What to do if your whole house starts flickering electrical

  1. Damage Control. Avoid using expensive equipment (like computers or flat-screens) on any circuit where you see flicker (that turns off with the same breaker as a light that flickers). Flicker is often due to a failing neutral connection, and eventual total loss of a neutral can put 2x voltage across the outlets in some wiring configurations. This can destroy electronics.
  2. Try to identify at least one circuit (lights and/or receptacles with lights plugged into them, all controlled by a single circuit breaker) that does NOT flicker, ever. Most likely, a newer kitchen or bathroom circuit, or something maybe near the breaker panel in the basement. If you cannot find any circuits unaffected by flicker, call PECO for free service that will rule out a fire-damaged or otherwise loose connection on their lines. Look outside and try to tell whether your service drop from PECO lines comes in a) from overhead lines on the street, via a tap from the PECO lines that is independent of other houses (or shared with only one neighbor), b) via a common cable running along the back of all houses on your side of the block, or c) entering your basement from underground, via a big rectangular steel box.
  3.  If your service drop is from overhead and shared down the block, the fire very likely DID affect you, and you can chat up neighbors to see if they’re having the same trouble, while you wait for PECO to confirm/deny this. If it is overhead but independent of neighbors or only shared by one neighbor, then the fire is probably irrelevant. Still, you may have a loose connection to PECO lines or there could be trouble on PECO lines that they can rule out for you, for free. Look up and down the block for signs of obvious damage to the PECO lines that you share with your neighbors. A run of 240V, single-phase utility lines behind a row of twins has come loose from its mechanical supports on one building. Resulting strain on splices may cause intermittent or arcing connections that would result in flicker for affected buildings. Corrosion and/or loose terminations at the service equipment could cause intermittent and/or arcing connections and result in flicker on alternating rows of breakers served by the loose/corroded conductor.

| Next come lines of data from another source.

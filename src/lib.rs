//! VayuMon - unattended weather-monitoring daemon for an optical
//! observatory site.
//!
//! The daemon couples the site's environmental sensors (weather station,
//! rain detector, sky-quality meter, all-sky cloud camera) to one sampling
//! clock, derives summary products (cloud cover, sky background, image
//! FWHM), publishes a fused binary telemetry frame over UDP and keeps daily
//! per-sensor records on disk.

pub mod app;
pub mod config;
pub mod devices;
pub mod error;
pub mod monitor;
pub mod records;
pub mod streaming;
pub mod transport;
pub mod types;

pub use config::Config;
pub use error::{Error, Result};
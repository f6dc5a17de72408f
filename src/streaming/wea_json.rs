//! Best-effort WEA JSON diagnostics.
//!
//! A per-cycle JSON mirror of the fused telemetry, written alongside the
//! binary uplink for after-the-fact inspection. Any failure here is logged
//! and ignored; the binary frame is the normative product.

use crate::error::{Error, Result};
use crate::types::{ChannelState, CloudMap, SkySample, WeatherSample};
use chrono::NaiveDateTime;
use serde_json::json;
use std::fs;
use std::path::{Path, PathBuf};

/// Placeholder for a value the site cannot measure.
const INVALID: f64 = -99.9;

/// Compose and write one WEA file. `cloud` must be the map the current
/// telemetry frame was built from.
pub fn save_wea(
    sample_dir: &Path,
    device_id: &str,
    weather: Option<&WeatherSample>,
    sqm: Option<&SkySample>,
    cloud: &CloudMap,
) -> Result<PathBuf> {
    let stamp = parse_iso(&cloud.utc)
        .ok_or_else(|| Error::Protocol(format!("cloud timestamp '{}'", cloud.utc)))?;
    let mtime = spaced(&cloud.utc);

    let mut weather_doc = json!({
        "State": 1,
        "WUTC": mtime,
        "T2": INVALID,
        "Q2": INVALID,
        "PS": INVALID,
        "Td": INVALID,
        "SPD": INVALID,
        "DIR": INVALID,
        "isRain": INVALID,
        "TR": INVALID,
        "TF": INVALID,
        "GEOTF": INVALID,
    });
    if let Some(wea) = weather {
        if wea.state == ChannelState::Ok {
            weather_doc["State"] = json!(0);
            weather_doc["WUTC"] = json!(spaced(&wea.utc));
            weather_doc["T2"] = json!(wea.temperature);
            weather_doc["Q2"] = json!(wea.humidity);
            weather_doc["PS"] = json!(wea.pressure);
            weather_doc["Td"] = json!(wea.dew_point());
            weather_doc["SPD"] = json!(wea.wind_speed);
            weather_doc["DIR"] = json!(wea.wind_dir);
            weather_doc["isRain"] = json!(wea.rain);
        }
    }

    let mut sqm_doc = json!({
        "State": 1,
        "SQMUTC": mtime,
        "MPSAS": INVALID,
    });
    if let Some(sky) = sqm {
        if sky.state == ChannelState::Ok {
            sqm_doc["State"] = json!(0);
            sqm_doc["SQMUTC"] = json!(spaced(&sky.utc));
            sqm_doc["MPSAS"] = json!(sky.mpsas);
        }
    }

    let mut cloud_doc = json!({
        "State": 1,
        "CLOUTC": mtime,
        "Coordinate": 0,
        "PointCount": cloud.zones.len(),
        "Angle1Step": cloud.az_step,
        "Angle2Step": cloud.el_step,
    });
    if cloud.state == ChannelState::Ok {
        cloud_doc["State"] = json!(0);
        cloud_doc["CLOUTC"] = json!(spaced(&cloud.utc));
        cloud_doc["Angle1"] =
            json!(cloud.zones.iter().map(|z| z.azimuth).collect::<Vec<_>>());
        cloud_doc["Angle2"] =
            json!(cloud.zones.iter().map(|z| z.elevation).collect::<Vec<_>>());
        cloud_doc["Level"] = json!(cloud.zones.iter().map(|z| z.level).collect::<Vec<_>>());
    }

    let doc = json!({
        "DeviceID": device_id,
        "MTIME": mtime,
        "Weather": weather_doc,
        "SQM": sqm_doc,
        "Cloudage": cloud_doc,
    });

    let dir = sample_dir
        .join("WeaFile")
        .join(format!("Y{}", stamp.format("%Y")))
        .join(format!("WEA{}", stamp.format("%Y%m%d")));
    fs::create_dir_all(&dir)?;
    let path = dir.join(format!("{}_{}.wea", stamp.format("%Y%m%d%H%M%S"), device_id));
    fs::write(&path, serde_json::to_string_pretty(&doc)?)?;
    Ok(path)
}

/// The archival consumers expect separator-free timestamps.
fn spaced(iso: &str) -> String {
    iso.replace(['T', '-', ':', '.'], " ")
}

fn parse_iso(text: &str) -> Option<NaiveDateTime> {
    NaiveDateTime::parse_from_str(text, "%Y-%m-%dT%H:%M:%S%.f")
        .or_else(|_| NaiveDateTime::parse_from_str(text, "%Y-%m-%dT%H:%M:%S"))
        .ok()
}
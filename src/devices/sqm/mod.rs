//! Sky-quality-meter poller.
//!
//! Opens TCP to the meter on port 10001 and sends the `rx` reading request
//! every cycle. Replies are fixed-width 57-byte ASCII records; the signed
//! magnitude sits in bytes 2..8. When more than five requests go unanswered
//! the channel flips to `NoData` and the connection is rebuilt.

pub mod discovery;

use crate::records::DailyRecord;
use crate::transport::TcpLink;
use crate::types::{ChannelState, SkySample};
use chrono::Utc;
use parking_lot::Mutex;
use std::path::Path;
use std::sync::atomic::{AtomicBool, AtomicU32, Ordering};
use std::sync::Arc;
use std::thread::JoinHandle;
use std::time::{Duration, Instant};

/// Device-side TCP port.
const SQM_PORT: u16 = 10001;
/// Fixed reply record length.
const REPLY_LEN: usize = 57;
/// Unanswered queries tolerated before reconnecting.
const MAX_PENDING: u32 = 5;

/// The reading request; the trailing NUL is part of the device protocol.
const QUERY: &[u8] = b"rx\0";

pub struct SqmPoller {
    sample: Arc<Mutex<SkySample>>,
    connected: Arc<AtomicBool>,
    shutdown: Arc<AtomicBool>,
    handle: Option<JoinHandle<()>>,
}

impl SqmPoller {
    pub fn spawn<P: AsRef<Path>>(address: String, sample_root: P, cycle_secs: u64) -> Self {
        let sample = Arc::new(Mutex::new(SkySample::offline()));
        let connected = Arc::new(AtomicBool::new(false));
        let shutdown = Arc::new(AtomicBool::new(false));

        let handle = {
            let sample = Arc::clone(&sample);
            let connected = Arc::clone(&connected);
            let shutdown = Arc::clone(&shutdown);
            let record = DailyRecord::new(sample_root, "SQM");
            std::thread::Builder::new()
                .name("sqm".to_string())
                .spawn(move || {
                    run(address, cycle_secs.max(1), sample, connected, shutdown, record)
                })
                .expect("spawn sqm thread")
        };

        Self {
            sample,
            connected,
            shutdown,
            handle: Some(handle),
        }
    }

    pub fn sample(&self) -> SkySample {
        self.sample.lock().clone()
    }

    pub fn is_connected(&self) -> bool {
        self.connected.load(Ordering::Relaxed)
    }

    pub fn stop(&mut self) {
        self.shutdown.store(true, Ordering::Relaxed);
        if let Some(h) = self.handle.take() {
            let _ = h.join();
        }
        log::info!("SQM: stopped");
    }
}

impl Drop for SqmPoller {
    fn drop(&mut self) {
        self.stop();
    }
}

/// Extract the magnitude from one reply record.
pub fn parse_reply(record: &[u8]) -> Option<f64> {
    if record.len() < REPLY_LEN || record[0] != b'r' {
        return None;
    }
    let field = std::str::from_utf8(&record[2..8]).ok()?;
    field.trim().parse::<f64>().ok()
}

fn run(
    address: String,
    cycle_secs: u64,
    sample: Arc<Mutex<SkySample>>,
    connected: Arc<AtomicBool>,
    shutdown: Arc<AtomicBool>,
    record: DailyRecord,
) {
    let cycle = Duration::from_secs(cycle_secs);
    let mut link: Option<TcpLink> = None;
    let mut queries: u32 = 0;
    let replies = Arc::new(AtomicU32::new(0));
    let record = Arc::new(Mutex::new(record));
    let mut deadline = Instant::now();

    while !shutdown.load(Ordering::Relaxed) {
        if link.is_none() {
            match TcpLink::connect(&address, SQM_PORT) {
                Ok(new_link) => {
                    let sample_cb = Arc::clone(&sample);
                    let replies_cb = Arc::clone(&replies);
                    let record_cb = Arc::clone(&record);
                    new_link.set_min_read(REPLY_LEN);
                    new_link.on_read(Box::new(move |reader, ec, _buffered| {
                        if ec != 0 {
                            sample_cb.lock().state = ChannelState::NotConnected;
                            log::warn!("SQM: remote closed");
                            return;
                        }
                        let mut rec = [0u8; REPLY_LEN];
                        while reader.buffered() >= REPLY_LEN {
                            reader.read(&mut rec, 0, true);
                            let Some(mpsas) = parse_reply(&rec) else {
                                log::warn!("SQM: discarded malformed record");
                                continue;
                            };
                            let now = Utc::now();
                            let utc = now.format("%Y-%m-%dT%H:%M:%S").to_string();
                            {
                                let mut s = sample_cb.lock();
                                s.state = ChannelState::Ok;
                                s.utc = utc.clone();
                                s.mpsas = mpsas;
                            }
                            replies_cb.fetch_add(1, Ordering::Relaxed);
                            log::debug!("SQM: {:6.2} mpsas", mpsas);
                            let line = format!("{}  {:6.2}", utc, mpsas);
                            if let Err(e) = record_cb.lock().append(now.date_naive(), &line) {
                                log::error!("SQM record: {}", e);
                            }
                        }
                    }));
                    {
                        let mut s = sample.lock();
                        s.state = ChannelState::Ok;
                        s.utc = Utc::now().format("%Y-%m-%dT%H:%M:%S").to_string();
                        s.mpsas = 0.0;
                    }
                    queries = 0;
                    replies.store(0, Ordering::Relaxed);
                    connected.store(true, Ordering::Relaxed);
                    link = Some(new_link);
                    log::info!("SQM: starts working...");
                }
                Err(e) => {
                    sample.lock().state = ChannelState::NotConnected;
                    connected.store(false, Ordering::Relaxed);
                    log::error!("failed to connect SQM[{}:{}]: {}", address, SQM_PORT, e);
                }
            }
        }

        let mut rebuild = false;
        if let Some(active) = link.as_ref() {
            let pending = queries.saturating_sub(replies.load(Ordering::Relaxed));
            if pending > MAX_PENDING {
                sample.lock().state = ChannelState::NoData;
                log::warn!("SQM: long time no data response");
                rebuild = true;
            } else if !active.is_open() {
                rebuild = true;
            } else {
                queries += 1;
                active.write(QUERY);
            }
        }
        if rebuild {
            connected.store(false, Ordering::Relaxed);
            link = None; // reconnect next tick
        }

        deadline += cycle;
        let now = Instant::now();
        if deadline > now {
            let mut remaining = deadline - now;
            while remaining > Duration::ZERO && !shutdown.load(Ordering::Relaxed) {
                let step = remaining.min(Duration::from_millis(100));
                std::thread::sleep(step);
                remaining = deadline.saturating_duration_since(Instant::now());
            }
        } else if now - deadline > cycle {
            deadline = now;
        }
    }
    connected.store(false, Ordering::Relaxed);
}

#[cfg(test)]
mod tests {
    use super::*;

    #[test]
    fn reply_record_parses_magnitude() {
        let record = b"r, 06.70m,0000022921Hz,0000000020c,0000000.000s, 039.4C\r\n";
        assert_eq!(record.len(), 57);
        assert_eq!(parse_reply(record), Some(6.70));
    }

    #[test]
    fn negative_magnitude_parses() {
        let record = b"r,-09.15m,0000022921Hz,0000000020c,0000000.000s, 039.4C\r\n";
        assert_eq!(parse_reply(record), Some(-9.15));
    }

    #[test]
    fn garbage_record_is_dropped() {
        let record = [b'x'; REPLY_LEN];
        assert_eq!(parse_reply(&record), None);
        assert_eq!(parse_reply(b"r,"), None);
    }
}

  4. Connect a microwave, vacuum cleaner, or space heater and see if turning it on/off contributes to flicker. Does it affect more than one circuit, or just the circuit where you plug it in?
  5. If more than one circuit breaker is affected, but NOT all circuit breakers, try to determine whether the flickering is affecting breakers on alternating rows of breakers. Because the twin (and opposite) phase conductors (aka ‘hots’) feed alternating rows down the two columns of breakers in your panel, only even rows or only odd rows affected would indicate that one, but not both, of the phase conductors somewhere between PECO and your main breaker has a loose connection at one of its terminals. It is rare for both phase conductors to go loose at the same time, so a ‘loose hot’ condition appears with this characteristic symptom of alternating rows totally out, or flickering.